Literally? Literally! That day was incredibly somber. Nobody wanted it to happen. And there was a kind of silence on set. It also happened to be my last day of work and so I left after that and they all kind of felt this strange absence. I think the grief is the resounding feeling that you’re left with. It’s a horrible, horrible tragedy.

Also at the 2016 Sundance Film Festival at the same time as Christine was another film Kate Plays Christine, a documentary that focuses on an actress preparing to play Christine Chubbuck in a fictitious biopic. And then of course there’s the ongoing obsession online with trying to uncover footage of her suicide. What are your thoughts on the coexistence of all of this? It troubles me.
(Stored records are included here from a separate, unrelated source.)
use std::collections::BTreeMap;
use std::str::FromStr;

use chrono::{DateTime, Datelike, SecondsFormat, TimeZone, Utc};
use chrono_tz::{OffsetComponents, Tz};

use crate::core::{
    models::TimeReading,
    utils::{FORMATTED_TIME_FORMAT, UTC_OFFSET_FORMAT, UTC_ZONE_NAME},
};

/// Curated zones per region, each list in display order
const COMMON_TIMEZONES: &[(&str, &[&str])] = &[
    (
        "America",
        &[
            "America/New_York",
            "America/Chicago",
            "America/Denver",
            "America/Los_Angeles",
            "America/Toronto",
            "America/Vancouver",
            "America/Mexico_City",
            "America/Sao_Paulo",
            "America/Buenos_Aires",
            "America/Lima",
            "America/Bogota",
        ],
    ),
    (
        "Europe",
        &[
            "Europe/London",
            "Europe/Paris",
            "Europe/Berlin",
            "Europe/Rome",
            "Europe/Madrid",
            "Europe/Amsterdam",
            "Europe/Stockholm",
            "Europe/Moscow",
            "Europe/Istanbul",
            "Europe/Athens",
        ],
    ),
    (
        "Asia",
        &[
            "Asia/Tokyo",
            "Asia/Seoul",
            "Asia/Shanghai",
            "Asia/Hong_Kong",
            "Asia/Singapore",
            "Asia/Bangkok",
            "Asia/Kolkata",
            "Asia/Dubai",
            "Asia/Jakarta",
            "Asia/Manila",
        ],
    ),
    (
        "Australia",
        &[
            "Australia/Sydney",
            "Australia/Melbourne",
            "Australia/Perth",
            "Australia/Brisbane",
            "Australia/Adelaide",
            "Australia/Darwin",
        ],
    ),
    (
        "Africa",
        &[
            "Africa/Cairo",
            "Africa/Lagos",
            "Africa/Johannesburg",
            "Africa/Nairobi",
            "Africa/Casablanca",
            "Africa/Tunis",
        ],
    ),
    ("UTC", &["UTC"]),
];

/// A usable timezone plus the name callers should see for it.
///
/// `name` is the requested name when it resolved, and `"UTC"` whenever the
/// resolver fell back.
#[derive(Debug, Clone, PartialEq)]
pub struct ResolvedTimezone {
    pub tz: Tz,
    pub name: String,
    pub fell_back: bool,
}

impl ResolvedTimezone {
    pub fn utc() -> Self {
        Self {
            tz: chrono_tz::UTC,
            name: UTC_ZONE_NAME.to_string(),
            fell_back: false,
        }
    }

    fn fallback() -> Self {
        Self {
            fell_back: true,
            ..Self::utc()
        }
    }
}

/// Resolve a timezone name, degrading to UTC instead of failing.
///
/// Names match case-insensitively; the reported name is the one requested.
pub fn resolve_timezone(name: Option<&str>) -> ResolvedTimezone {
    let name = match name.map(str::trim) {
        Some(name) if !name.is_empty() => name,
        _ => return ResolvedTimezone::utc(),
    };

    match Tz::from_str(name).or_else(|_| Tz::from_str_insensitive(name)) {
        Ok(tz) => ResolvedTimezone {
            tz,
            name: name.to_string(),
            fell_back: false,
        },
        Err(_) => {
            tracing::warn!("Unknown timezone '{}', falling back to UTC", name);
            ResolvedTimezone::fallback()
        }
    }
}

/// Detect the host's timezone, defaulting to UTC
pub fn local_timezone() -> ResolvedTimezone {
    match iana_time_zone::get_timezone() {
        Ok(tz_name) => resolve_timezone(Some(&tz_name)),
        Err(_) => {
            tracing::warn!("Could not detect system timezone, defaulting to UTC");
            ResolvedTimezone::utc()
        }
    }
}

/// Read the current instant through the resolved timezone
pub fn read_now(resolved: &ResolvedTimezone) -> TimeReading {
    read_at(resolved, Utc::now())
}

/// Render a fixed instant through the resolved timezone.
///
/// Offset and DST come from the zone's rules at `instant`.
pub fn read_at(resolved: &ResolvedTimezone, instant: DateTime<Utc>) -> TimeReading {
    let local = instant.with_timezone(&resolved.tz);
    let is_dst = observes_dst(&resolved.tz, &local);

    TimeReading {
        current_time: local.to_rfc3339_opts(SecondsFormat::Micros, false),
        timezone: resolved.name.clone(),
        utc_offset: local.format(UTC_OFFSET_FORMAT).to_string(),
        formatted_time: local.format(FORMATTED_TIME_FORMAT).to_string(),
        timestamp: instant.timestamp_micros() as f64 / 1_000_000.0,
        is_dst,
    }
}

/// Whether summer time is in effect at `local`.
///
/// Zones stored with a negative save (Europe/Dublin) carry the adjustment in
/// winter, so a zero save there is the summer period.
fn observes_dst(tz: &Tz, local: &DateTime<Tz>) -> bool {
    match local.offset().dst_offset().num_seconds().signum() {
        1 => true,
        -1 => false,
        _ => (1..=12).any(|month| {
            Utc.with_ymd_and_hms(local.year(), month, 15, 12, 0, 0)
                .single()
                .is_some_and(|sample| {
                    tz.offset_from_utc_datetime(&sample.naive_utc())
                        .dst_offset()
                        .num_seconds()
                        < 0
                })
        }),
    }
}

/// Region to representative zones, deterministic across calls
pub fn common_timezones() -> BTreeMap<&'static str, Vec<&'static str>> {
    COMMON_TIMEZONES
        .iter()
        .map(|(region, zones)| (*region, zones.to_vec()))
        .collect()
}

/// Number of zone identifiers known to the timezone database
pub fn total_available_timezones() -> usize {
    chrono_tz::TZ_VARIANTS.len()
}

#[cfg(test)]
mod tests {
    use super::*;
    use chrono::TimeZone;

    fn instant(y: i32, m: u32, d: u32, h: u32, min: u32, s: u32) -> DateTime<Utc> {
        Utc.with_ymd_and_hms(y, m, d, h, min, s).unwrap()
    }

    #[test]
    fn test_resolve_known_zone() {
        let resolved = resolve_timezone(Some("Asia/Seoul"));
        assert_eq!(resolved.tz, chrono_tz::Asia::Seoul);
        assert_eq!(resolved.name, "Asia/Seoul");
        assert!(!resolved.fell_back);
    }

    #[test]
    fn test_resolve_unknown_zone_falls_back() {
        for name in ["Not/AZone", "Asia/Seol", "garbage", "+09:00"] {
            let resolved = resolve_timezone(Some(name));
            assert_eq!(resolved.tz, chrono_tz::UTC, "{name}");
            assert_eq!(resolved.name, "UTC", "{name}");
            assert!(resolved.fell_back, "{name}");
        }
    }

    #[test]
    fn test_resolve_ignores_case() {
        for name in ["asia/seoul", "ASIA/SEOUL", "Asia/seoul"] {
            let resolved = resolve_timezone(Some(name));
            assert_eq!(resolved.tz, chrono_tz::Asia::Seoul, "{name}");
            assert_eq!(resolved.name, name);
            assert!(!resolved.fell_back);
        }

        let resolved = resolve_timezone(Some("utc"));
        assert_eq!(resolved.tz, chrono_tz::UTC);
        assert_eq!(resolved.name, "utc");
    }

    #[test]
    fn test_resolve_absent_or_empty_is_utc() {
        assert_eq!(resolve_timezone(None), ResolvedTimezone::utc());
        assert_eq!(resolve_timezone(Some("")), ResolvedTimezone::utc());
        assert_eq!(resolve_timezone(Some("   ")), ResolvedTimezone::utc());
    }

    #[test]
    fn test_every_database_zone_resolves_to_itself() {
        for tz in chrono_tz::TZ_VARIANTS.iter() {
            let resolved = resolve_timezone(Some(tz.name()));
            assert_eq!(resolved.name, tz.name());
            assert!(!resolved.fell_back);
        }
    }

    #[test]
    fn test_local_timezone_is_usable() {
        let local = local_timezone();
        assert!(!local.name.is_empty());
        if local.fell_back {
            assert_eq!(local.name, "UTC");
        }
    }

    #[test]
    fn test_read_at_utc() {
        let reading = read_at(&ResolvedTimezone::utc(), instant(2024, 1, 1, 12, 0, 0));

        assert_eq!(reading.current_time, "2024-01-01T12:00:00.000000+00:00");
        assert_eq!(reading.timezone, "UTC");
        assert_eq!(reading.utc_offset, "+0000");
        assert_eq!(reading.formatted_time, "2024-01-01 12:00:00 UTC");
        assert_eq!(reading.timestamp, 1_704_110_400.0);
        assert!(!reading.is_dst);
    }

    #[test]
    fn test_read_at_seoul() {
        let resolved = resolve_timezone(Some("Asia/Seoul"));
        let reading = read_at(&resolved, instant(2024, 1, 1, 12, 0, 0));

        assert_eq!(reading.current_time, "2024-01-01T21:00:00.000000+09:00");
        assert_eq!(reading.utc_offset, "+0900");
        assert_eq!(reading.formatted_time, "2024-01-01 21:00:00 KST");
    }

    #[test]
    fn test_dst_follows_the_instant() {
        let resolved = resolve_timezone(Some("America/New_York"));

        let winter = read_at(&resolved, instant(2024, 1, 15, 12, 0, 0));
        assert!(!winter.is_dst);
        assert_eq!(winter.utc_offset, "-0500");
        assert!(winter.formatted_time.ends_with("EST"));

        let summer = read_at(&resolved, instant(2024, 7, 15, 12, 0, 0));
        assert!(summer.is_dst);
        assert_eq!(summer.utc_offset, "-0400");
        assert!(summer.formatted_time.ends_with("EDT"));

        let dublin = resolve_timezone(Some("Europe/Dublin"));

        let winter = read_at(&dublin, instant(2024, 1, 15, 12, 0, 0));
        assert!(!winter.is_dst);
        assert_eq!(winter.utc_offset, "+0000");
        assert!(winter.formatted_time.ends_with("GMT"));

        let summer = read_at(&dublin, instant(2024, 7, 15, 12, 0, 0));
        assert!(summer.is_dst);
        assert_eq!(summer.utc_offset, "+0100");
        assert!(summer.formatted_time.ends_with("IST"));
    }

    #[test]
    fn test_zone_without_dst_never_reports_it() {
        let resolved = resolve_timezone(Some("Asia/Seoul"));
        for month in 1..=12 {
            assert!(!read_at(&resolved, instant(2024, month, 1, 0, 0, 0)).is_dst);
        }
    }

    #[test]
    fn test_half_hour_offset() {
        let resolved = resolve_timezone(Some("Asia/Kolkata"));
        let reading = read_at(&resolved, instant(2024, 3, 1, 0, 0, 0));
        assert_eq!(reading.utc_offset, "+0530");
    }

    #[test]
    fn test_iso_string_round_trips_to_instant() {
        let at = Utc.timestamp_micros(1_718_000_123_456_789).unwrap();
        for name in ["UTC", "Asia/Seoul", "America/New_York"] {
            let reading = read_at(&resolve_timezone(Some(name)), at);
            let parsed = DateTime::parse_from_rfc3339(&reading.current_time).unwrap();
            assert_eq!(parsed.with_timezone(&Utc), at, "{name}");

            let prefix = parsed.format("%Y-%m-%d %H:%M:%S").to_string();
            assert!(reading.formatted_time.starts_with(&prefix), "{name}");
        }
    }

    #[test]
    fn test_fractional_timestamp() {
        let at = Utc.timestamp_micros(1_700_000_000_250_000).unwrap();
        let reading = read_at(&ResolvedTimezone::utc(), at);
        assert_eq!(reading.timestamp, 1_700_000_000.25);
    }

    #[test]
    fn test_common_timezones_are_deterministic() {
        let first = common_timezones();
        let second = common_timezones();
        assert_eq!(first, second);
        assert_eq!(first.len(), 6);
        assert_eq!(first["UTC"], vec!["UTC"]);
        assert_eq!(first["Asia"][1], "Asia/Seoul");
    }

    #[test]
    fn test_common_timezones_all_resolve() {
        for zones in common_timezones().values() {
            for zone in zones {
                assert!(!resolve_timezone(Some(zone)).fell_back, "{zone}");
            }
        }
        assert!(common_timezones()["America"].contains(&"America/Buenos_Aires"));
    }

    #[test]
    fn test_total_available_matches_database() {
        assert_eq!(total_available_timezones(), chrono_tz::TZ_VARIANTS.len());
        assert!(total_available_timezones() > 400);
    }
}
You asked me about responsibility to a real person. That whole stuff feels a bit macabre and a bit sensationalized. And I haven’t seen Kate Plays Christine. I sort of don’t really want to. It frightens me that it’s a film about someone who can’t play her. Well, I just did! I think it’s possible to bring humanity to everyone. To add to this mythology like, “hands off it’s so dark and weird” it just feels a bit sensationalistic which is the thing that we’re trying desperately not to do.